Il Welfare Aziendale che incentiva il tempo libero

Le imminenti vacanze estive aprono spazio a qualche riflessione su come impiegare utilmente il proprio tempo libero. Anche in questa circostanza possono però venire in aiuto dei lavoratori dipendenti il welfare aziendale e i servizi dedicati al mondo leisure

Federico Isenburg

Quante volte avremmo voglia di fare un viaggio o iscriverci in palestra, ma ci blocchiamo di fronte all’esigenza di dover poi coprire altre spese? In questo modo, già magari soffocati da ritmi di lavoro intensi, molti lavoratori rischiano di dedicare davvero poco spazio al tempo libero, pur fondamentale per il proprio benessere psico-fisico e, di riflesso, anche per il proprio rendimento sul lavoro. E se, invece, fosse possibile raggiungere l'obiettivo senza svuotare tasche e portafogli? «Sarebbe un sogno» – direbbe qualcuno – ed invece è una vera e propria realtà chiamata welfare.

Quando si sente parlare di Welfare Aziendale, troppo spesso si pensa infatti esclusivamente a tutte quelle operazioni economiche per le quali è possibile ricevere un rimborso. Spese mediche, mutui (interessi passivi) e istruzione... Poco conosciuto, ma molto efficace e piacevole, è invece lo spazio dedicato dal welfare aziendale al ‘‘mondo del leisure’’. Fitness, cultura, viaggi, corsi di lingua, cinema, sport… e tanti altri servizi a disposizione del dipendente e dei beneficiari previsti dalla normativa

E a proposito di legge, veniamo ai riferimenti legislativi: questa seconda faccia della medaglia – rispetto ad esempio ai Piani Welfare che permettono l’erogazione dei rimborsi o a quelli legati alla previdenza – è realizzabile sulla base dell’articolo 100 del TUIR (Testo Unico delle Imposte sui Redditi), il quale prevede l’utilizzo di un credito benefit per beni e servizi di varia natura. Stiamo quindi parlando di un’ottima soluzione per sfruttare al meglio il proprio tempo libero e, allo stesso tempo, per risparmiare fatica e denaro nella ricerca di uno o più leisure cui dedicarsi. 

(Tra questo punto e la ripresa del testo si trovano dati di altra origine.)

//! Operator commands, from stdin or `--exec`.
//!
//! Two commands exist: `exit` and `resolve <name>-<version>[/<entry_point>]`.

use once_cell::sync::Lazy;
use regex::Regex;
use thiserror::Error;
use tokio::io::{AsyncBufRead, AsyncBufReadExt};
use tokio_util::sync::CancellationToken;
use tracing::{debug, error, info, warn};

use crate::protocol::{PackageRef, ResolveRequest};
use crate::work::{CompletionWaiter, QueueClosed, ResolveOutcome, ResolveQueue};

static PACKAGE_REF: Lazy<Regex> = Lazy::new(|| {
    Regex::new(r"^([a-zA-Z0-9_.-]+)-([0-9]+(?:\.[0-9]+)*(?:[-_][a-zA-Z0-9]+)?)(?:/([a-zA-Z0-9_.-]+))?$")
        .expect("valid package reference pattern")
});

#[derive(Debug, Error, PartialEq, Eq)]
pub enum CommandError {
    #[error("invalid package reference '{0}'; use 'package-version/entrypoint'")]
    InvalidPackageRef(String),
    #[error("'{0}' needs an argument")]
    MissingArgument(&'static str),
    #[error("invalid command '{0}'; use 'resolve packagename-version' or 'exit'")]
    Unknown(String),
    #[error(transparent)]
    Queue(#[from] QueueClosed),
}

#[derive(Debug, Clone, PartialEq, Eq)]
pub enum Command {
    Exit,
    Resolve(PackageRef),
}

/// `numpy-1.24.3/array_functions` -> name `numpy`, version `1.24.3`,
/// entry point `array_functions`.
pub fn parse_package_ref(text: &str) -> Result<PackageRef, CommandError> {
    let text = text.trim();
    let captures = PACKAGE_REF
        .captures(text)
        .ok_or_else(|| CommandError::InvalidPackageRef(text.to_string()))?;
    let entry_point = captures.get(3).map(|m| m.as_str().to_string());
    Ok(PackageRef::by_name(&captures[1], &captures[2], entry_point))
}

/// Blank lines parse to `None`.
pub fn parse_command(line: &str) -> Result<Option<Command>, CommandError> {
    let line = line.trim();
    let mut parts = line.splitn(2, char::is_whitespace);
    let Some(verb) = parts.next().filter(|verb| !verb.is_empty()) else {
        return Ok(None);
    };
    let argument = parts.next().map(str::trim).filter(|arg| !arg.is_empty());
    match verb {
        "exit" => Ok(Some(Command::Exit)),
        "resolve" => {
            let argument = argument.ok_or(CommandError::MissingArgument("resolve"))?;
            Ok(Some(Command::Resolve(parse_package_ref(argument)?)))
        }
        _ => Err(CommandError::Unknown(line.to_string())),
    }
}

/// Applies one command line. A submitted resolve returns its waiter.
pub fn exec_command(
    line: &str,
    jobs: &ResolveQueue,
    shutdown: &CancellationToken,
) -> Result<Option<CompletionWaiter>, CommandError> {
    match parse_command(line)? {
        None => Ok(None),
        Some(Command::Exit) => {
            info!("exit requested");
            shutdown.cancel();
            Ok(None)
        }
        Some(Command::Resolve(package)) => {
            info!(%package, "queueing resolve request");
            let waiter = jobs.submit(ResolveRequest::ForCook(package))?;
            Ok(Some(waiter))
        }
    }
}

pub async fn log_outcome(label: String, waiter: CompletionWaiter) {
    match waiter.wait().await {
        ResolveOutcome::Resolved(path) => {
            info!(request = %label, path = %path.display(), "command resolved")
        }
        ResolveOutcome::Failed(reason) => error!(request = %label, %reason, "command failed"),
        ResolveOutcome::Abandoned => warn!(request = %label, "command abandoned at shutdown"),
    }
}

/// Reads commands line by line until EOF or shutdown. Bad commands are
/// logged and skipped.
pub async fn run_commands<R>(
    reader: R,
    jobs: ResolveQueue,
    shutdown: CancellationToken,
) -> Result<(), CommandError>
where
    R: AsyncBufRead + Unpin,
{
    let mut lines = reader.lines();
    loop {
        let line = tokio::select! {
            biased;
            _ = shutdown.cancelled() => break,
            line = lines.next_line() => line,
        };
        let line = match line {
            Ok(Some(line)) => line,
            Ok(None) => {
                debug!("command input closed");
                break;
            }
            Err(err) => {
                warn!(error = %err, "failed to read command input");
                break;
            }
        };

        match exec_command(&line, &jobs, &shutdown) {
            Ok(Some(waiter)) => {
                tokio::spawn(log_outcome(line.trim().to_string(), waiter));
            }
            Ok(None) => {}
            Err(CommandError::Queue(err)) => return Err(CommandError::Queue(err)),
            Err(err) => error!(error = %err, "invalid command"),
        }
    }
    Ok(())
}

pub async fn run_stdin(jobs: ResolveQueue, shutdown: CancellationToken) -> Result<(), CommandError> {
    info!("reading commands from stdin");
    let stdin = tokio::io::BufReader::new(tokio::io::stdin());
    run_commands(stdin, jobs, shutdown).await
}

#[cfg(test)]
mod tests {
    use super::*;
    use crate::work::resolve_queue;

    #[test]
    fn parses_name_version_and_entry_point() {
        let package = parse_package_ref("numpy-1.24.3/array_functions").unwrap();
        assert_eq!(package.package_name.as_deref(), Some("numpy"));
        assert_eq!(package.version, "1.24.3");
        assert_eq!(package.entry_point.as_deref(), Some("array_functions"));
        assert_eq!(package.asset_id, None);
    }

    #[test]
    fn entry_point_is_optional() {
        let package = parse_package_ref("django-4.2.0").unwrap();
        assert_eq!(package.package_name.as_deref(), Some("django"));
        assert_eq!(package.version, "4.2.0");
        assert_eq!(package.entry_point, None);
    }

    #[test]
    fn hyphenated_names_and_suffixed_versions() {
        let package = parse_package_ref("crystal-pack-2.0-rc1").unwrap();
        assert_eq!(package.package_name.as_deref(), Some("crystal-pack"));
        assert_eq!(package.version, "2.0-rc1");
    }

    #[test]
    fn rejects_malformed_reference() {
        assert_eq!(
            parse_package_ref("not a valid ref"),
            Err(CommandError::InvalidPackageRef("not a valid ref".into()))
        );
        assert!(parse_package_ref("numpy").is_err());
    }

    #[test]
    fn parses_commands() {
        assert_eq!(parse_command("  "), Ok(None));
        assert_eq!(parse_command("exit"), Ok(Some(Command::Exit)));
        assert_eq!(
            parse_command("resolve"),
            Err(CommandError::MissingArgument("resolve"))
        );
        assert!(matches!(
            parse_command("resolve crystal_pack-1.0/default"),
            Ok(Some(Command::Resolve(_)))
        ));
        assert!(matches!(parse_command("cook now"), Err(CommandError::Unknown(_))));
    }

    #[test]
    fn exit_cancels_shutdown() {
        let (jobs, _rx) = resolve_queue();
        let shutdown = CancellationToken::new();
        assert!(exec_command("exit", &jobs, &shutdown).unwrap().is_none());
        assert!(shutdown.is_cancelled());
    }

    #[test_timeout::tokio_timeout_test]
    async fn command_stream_enqueues_and_survives_bad_lines() {
        let (jobs, mut rx) = resolve_queue();
        let shutdown = CancellationToken::new();
        let input: &[u8] = b"bogus\nresolve not a ref\nresolve crystal_pack-1.0/default\n";

        run_commands(input, jobs, shutdown.clone()).await.unwrap();
        assert!(!shutdown.is_cancelled(), "eof must not stop the controller");

        let job = rx.next(&shutdown).await.unwrap();
        assert_eq!(
            job.request,
            ResolveRequest::ForCook(PackageRef::by_name(
                "crystal_pack",
                "1.0",
                Some("default".into())
            ))
        );
    }

    #[test_timeout::tokio_timeout_test]
    async fn exit_line_stops_the_reader() {
        let (jobs, _rx) = resolve_queue();
        let shutdown = CancellationToken::new();
        let input: &[u8] = b"exit\nresolve crystal_pack-1.0\n";
        run_commands(input, jobs, shutdown.clone()).await.unwrap();
        assert!(shutdown.is_cancelled());
    }
}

Perché pensarci proprio adesso? Con la stagione estiva, solitamente, si ha più tempo per dedicarsi ai propri interessi e alle proprie passioni. Ad esempio, con un Piano Welfare, diventa possibile usufruire di diversi corsi ricreativi tramite i quali accrescere le proprie competenze, oltre ad aumentare la qualità del tempo libero. Medesima opportunità per chi volesse, invece, buttarsi in un corso di formazione. Attraverso i servizi di Welfare Aziendale è infatti possibile scegliere uno o più corsi per aumentare le proprie skills e affrontare di conseguenza sfide lavorative inedite, cogliendo così nuove opportunità.

Ciò non vuol dire tuttavia che la possibilità si limiti all’arrivo dell’estate, quando spesso la mente di molti dipendenti già volge la propria attenzione all'organizzazione di una bella vacanza al mare, in montagna o, ancora, in qualche nella città d'arte. D'altra parte, bene però ricordare che proprio anche viaggi, soggiorni e altre proposte ricreative e culturali per il proprio tempo libero possono però di fatto rientrare, insieme alla formazione extra-professionale o a centri estivi (e invernali) per i familiari, tra i servizi offerti dal welfare aziendale. E a questo punto non resta allora che una cosa importante da fare: preparare le valigie e partire!